Explicación de las Reglas

Política Predeterminada: Las políticas predeterminadas de las cadenas INPUT y FORWARD se establecen en DROP para bloquear todo el tráfico entrante y de reenvío por defecto.
Filtrado de Paquetes TCP: Se descartan paquetes TCP con banderas inusuales o sospechosas para prevenir ataques de escaneo de puertos y otros ataques basados en TCP.
Estados de Conexión: Se permite el tráfico relacionado y establecido para asegurar que las conexiones existentes y las respuestas legítimas sean aceptadas.
Interfaz Loopback: Se acepta todo el tráfico en la interfaz loopback (lo), esencial para el correcto funcionamiento de muchos servicios.
Conexiones ICMP: Se permiten pings, lo cual es útil para diagnósticos de red.
Acceso SSH: Se permite el acceso SSH únicamente desde la subred interna 192.168.1.0/24.
Multicast y Tráfico entre Subredes: Se permite el tráfico multicast y el tráfico entre subredes específicas.
NAT: Se configura la NAT para la subred 192.168.2.0/24, permitiendo a los dispositivos de esta subred acceder a Internet.

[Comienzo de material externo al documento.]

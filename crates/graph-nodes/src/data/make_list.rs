//! Make List Node
//!
//! Collects a user-chosen number of items of a user-chosen type into a list.

use async_trait::async_trait;
use node_graph::{
    DataType, NodeCategory, NodeDescriptor, NodeError, NodeLogic, ProcessContext,
    PropertyOptions, ShapeBuilder, Value,
};

/// Upper bound on the "Count" property
const MAX_ITEMS: i64 = 64;

/// Make List Node
///
/// Exposes inputs `Item 1` to `Item n` of the element type and one
/// `List` output of `list<element>`. Growing `Count` adds inputs and keeps
/// the existing ones connected; changing `Element Type` replaces every
/// item input.
///
/// # Properties
/// - `Element Type` - element type name
/// - `Count` - number of item inputs
///
/// # Outputs
/// - `List` - the items, in input order
#[derive(Debug, Default, Clone)]
pub struct MakeListNode;

impl MakeListNode {
    pub const PROPERTY_ELEMENT_TYPE: &'static str = "Element Type";
    pub const PROPERTY_COUNT: &'static str = "Count";
    pub const PORT_LIST: &'static str = "List";

    /// Name of the `index`-th item input, counting from 1
    pub fn item_port(index: usize) -> String {
        format!("Item {}", index)
    }
}

/// Item count from the property, clamped to `0..=MAX_ITEMS`
fn item_count(ports: &ShapeBuilder<'_>) -> usize {
    let count = ports
        .property_as::<i64>(MakeListNode::PROPERTY_COUNT)
        .unwrap_or(0);
    count.clamp(0, MAX_ITEMS) as usize
}

#[async_trait]
impl NodeLogic for MakeListNode {
    fn descriptor(&self) -> NodeDescriptor {
        NodeDescriptor::new("make-list", "Make List", NodeCategory::Data)
            .with_description("Builds a list from individual items")
    }

    fn declare(&self, ports: &mut ShapeBuilder<'_>) {
        ports.property(
            Self::PROPERTY_ELEMENT_TYPE,
            DataType::Text,
            PropertyOptions::new().affects_shape().default_value("int"),
        );
        ports.property(
            Self::PROPERTY_COUNT,
            DataType::Int,
            PropertyOptions::new().affects_shape().default_value(2),
        );
    }

    fn configure(&self, ports: &mut ShapeBuilder<'_>) {
        let element = crate::chosen_type(ports, Self::PROPERTY_ELEMENT_TYPE, DataType::Int);
        for index in 1..=item_count(ports) {
            ports.input(Self::item_port(index), element.clone());
        }
        ports.output(Self::PORT_LIST, DataType::list_of(element));
    }

    async fn process(&self, ctx: &ProcessContext<'_>) -> Result<(), NodeError> {
        let list_type = ctx
            .output_type(Self::PORT_LIST)
            .ok_or_else(|| NodeError::UnknownPort(Self::PORT_LIST.to_string()))?;
        let element = list_type.element().cloned().unwrap_or(DataType::Json);

        let items = ctx
            .node()
            .inputs()
            .iter()
            .filter_map(|port| port.read())
            .collect::<Vec<Value>>();
        log::debug!(
            "MakeListNode {}: {} item(s) of {}",
            ctx.node().id(),
            items.len(),
            element
        );
        ctx.set_output(Self::PORT_LIST, Value::list(element, items))
    }
}

#[cfg(test)]
mod tests {
    use super::*;
    use node_graph::{Canvas, PortKind};
    use std::sync::Arc;

    fn canvas() -> Canvas {
        Canvas::new().with_factory(Arc::new(crate::builtin_registry()))
    }

    fn input_names(node: &node_graph::Node) -> Vec<String> {
        node.inputs().iter().map(|p| p.name().to_string()).collect()
    }

    #[test]
    fn test_count_controls_inputs() {
        let canvas = canvas();
        let node = canvas.create_node("make-list", (0.0, 0.0)).unwrap();
        assert_eq!(input_names(&node), vec!["Item 1", "Item 2"]);

        let first = node.input("Item 1").unwrap();
        node.set_property(MakeListNode::PROPERTY_COUNT, 4).unwrap();
        assert_eq!(input_names(&node).len(), 4);
        assert!(Arc::ptr_eq(&first, &node.input("Item 1").unwrap()));

        node.set_property(MakeListNode::PROPERTY_COUNT, -3).unwrap();
        assert!(node.inputs().is_empty());
    }

    #[test]
    fn test_element_type_drives_list_type() {
        let canvas = canvas();
        let node = canvas.create_node("make-list", (0.0, 0.0)).unwrap();
        node.set_property(MakeListNode::PROPERTY_ELEMENT_TYPE, "text")
            .unwrap();

        assert_eq!(
            node.input("Item 2").unwrap().data_type(),
            Some(&DataType::Text)
        );
        assert_eq!(
            node.port(PortKind::Output, MakeListNode::PORT_LIST)
                .unwrap()
                .data_type(),
            Some(&DataType::list_of(DataType::Text))
        );
    }

    #[tokio::test]
    async fn test_builds_list_with_defaults_for_unconnected_items() {
        let canvas = canvas();
        let constant = canvas.create_node("constant", (0.0, 0.0)).unwrap();
        let list = canvas.create_node("make-list", (0.0, 0.0)).unwrap();
        let display = canvas.create_node("display", (0.0, 0.0)).unwrap();

        constant.set_property("Type", "int").unwrap();
        constant.set_property("Value", 9).unwrap();
        canvas
            .connect_by_name(constant.id(), "Value", list.id(), "Item 2")
            .unwrap();
        canvas
            .connect_by_name(list.id(), MakeListNode::PORT_LIST, display.id(), "Value")
            .unwrap();

        canvas.run().await.unwrap();
        assert_eq!(
            list.output(MakeListNode::PORT_LIST).unwrap().value(),
            Some(Value::list(DataType::Int, vec![Value::Int(0), Value::Int(9)]))
        );
        assert_eq!(
            display.output("Text").unwrap().value(),
            Some(Value::Text("[0, 9]".into()))
        );
    }
}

Guardar y Aplicar las Reglas

Para que las reglas se apliquen automáticamente al reiniciar, guarda la configuración de IPTables en un archivo y recárgala durante el arranque del sistema. Puedes hacerlo de la siguiente manera:

sudo sh -c "iptables-save > /etc/iptables/rules.v4"

Y crea un script en /etc/network/if-pre-up.d/iptables con el siguiente contenido para cargar las reglas al inicio:

#!/bin/sh
/sbin/iptables-restore < /etc/iptables/rules.v4

Haz que el script sea ejecutable:

sudo chmod +x /etc/network/if-pre-up.d/iptables

O instala Iptables persistente:

sudo apt intall iptables-persistent -y

Conclusión

Configurar un router basado en Debian con IPTables te proporciona un control granular sobre el tráfico de red, mejorando significativamente la seguridad de tu entorno. Las reglas presentadas en este artículo son un buen punto de partida, pero es importante ajustarlas según las necesidades específicas de tu red. Mantén siempre tu sistema y reglas de firewall actualizados para protegerte contra nuevas amenazas.